▶ **Exercise**:
The complete set of records should be given again verbatim.

Saved entries:
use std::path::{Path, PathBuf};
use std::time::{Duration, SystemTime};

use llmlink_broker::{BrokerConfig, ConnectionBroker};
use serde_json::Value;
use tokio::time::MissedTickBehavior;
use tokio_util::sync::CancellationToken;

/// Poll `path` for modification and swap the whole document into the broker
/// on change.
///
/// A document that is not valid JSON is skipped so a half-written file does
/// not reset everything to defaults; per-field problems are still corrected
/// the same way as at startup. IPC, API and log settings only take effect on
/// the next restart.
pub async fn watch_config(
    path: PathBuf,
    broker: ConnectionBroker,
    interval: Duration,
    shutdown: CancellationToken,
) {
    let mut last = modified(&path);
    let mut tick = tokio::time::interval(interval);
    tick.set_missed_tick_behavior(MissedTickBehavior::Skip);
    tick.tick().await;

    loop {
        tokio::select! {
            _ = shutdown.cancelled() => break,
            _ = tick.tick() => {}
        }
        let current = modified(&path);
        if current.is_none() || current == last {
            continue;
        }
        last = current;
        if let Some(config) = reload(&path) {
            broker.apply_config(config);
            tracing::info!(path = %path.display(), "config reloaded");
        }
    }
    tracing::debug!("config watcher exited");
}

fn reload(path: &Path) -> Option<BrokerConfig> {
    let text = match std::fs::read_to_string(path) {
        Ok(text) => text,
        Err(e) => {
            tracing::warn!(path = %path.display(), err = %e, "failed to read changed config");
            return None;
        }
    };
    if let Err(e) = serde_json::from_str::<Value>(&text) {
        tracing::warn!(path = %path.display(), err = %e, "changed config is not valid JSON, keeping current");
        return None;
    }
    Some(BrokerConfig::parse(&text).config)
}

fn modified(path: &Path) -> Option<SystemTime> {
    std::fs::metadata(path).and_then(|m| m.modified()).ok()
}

▶ **Exercise result**:
use std::path::{Path, PathBuf};
use std::time::{Duration, SystemTime};

use llmlink_broker::{BrokerConfig, ConnectionBroker};
use serde_json::Value;
use tokio::time::MissedTickBehavior;
use tokio_util::sync::CancellationToken;

/// Poll `path` for modification and swap the whole document into the broker
/// on change.
///
/// A document that is not valid JSON is skipped so a half-written file does
/// not reset everything to defaults; per-field problems are still corrected
/// the same way as at startup. IPC, API and log settings only take effect on
/// the next restart.
pub async fn watch_config(
    path: PathBuf,
    broker: ConnectionBroker,
    interval: Duration,
    shutdown: CancellationToken,
) {
    let mut last = modified(&path);
    let mut tick = tokio::time::interval(interval);
    tick.set_missed_tick_behavior(MissedTickBehavior::Skip);
    tick.tick().await;

    loop {
        tokio::select! {
            _ = shutdown.cancelled() => break,
            _ = tick.tick() => {}
        }
        let current = modified(&path);
        if current.is_none() || current == last {
            continue;
        }
        last = current;
        if let Some(config) = reload(&path) {
            broker.apply_config(config);
            tracing::info!(path = %path.display(), "config reloaded");
        }
    }
    tracing::debug!("config watcher exited");
}

fn reload(path: &Path) -> Option<BrokerConfig> {
    let text = match std::fs::read_to_string(path) {
        Ok(text) => text,
        Err(e) => {
            tracing::warn!(path = %path.display(), err = %e, "failed to read changed config");
            return None;
        }
    };
    if let Err(e) = serde_json::from_str::<Value>(&text) {
        tracing::warn!(path = %path.display(), err = %e, "changed config is not valid JSON, keeping current");
        return None;
    }
    Some(BrokerConfig::parse(&text).config)
}

fn modified(path: &Path) -> Option<SystemTime> {
    std::fs::metadata(path).and_then(|m| m.modified()).ok()
}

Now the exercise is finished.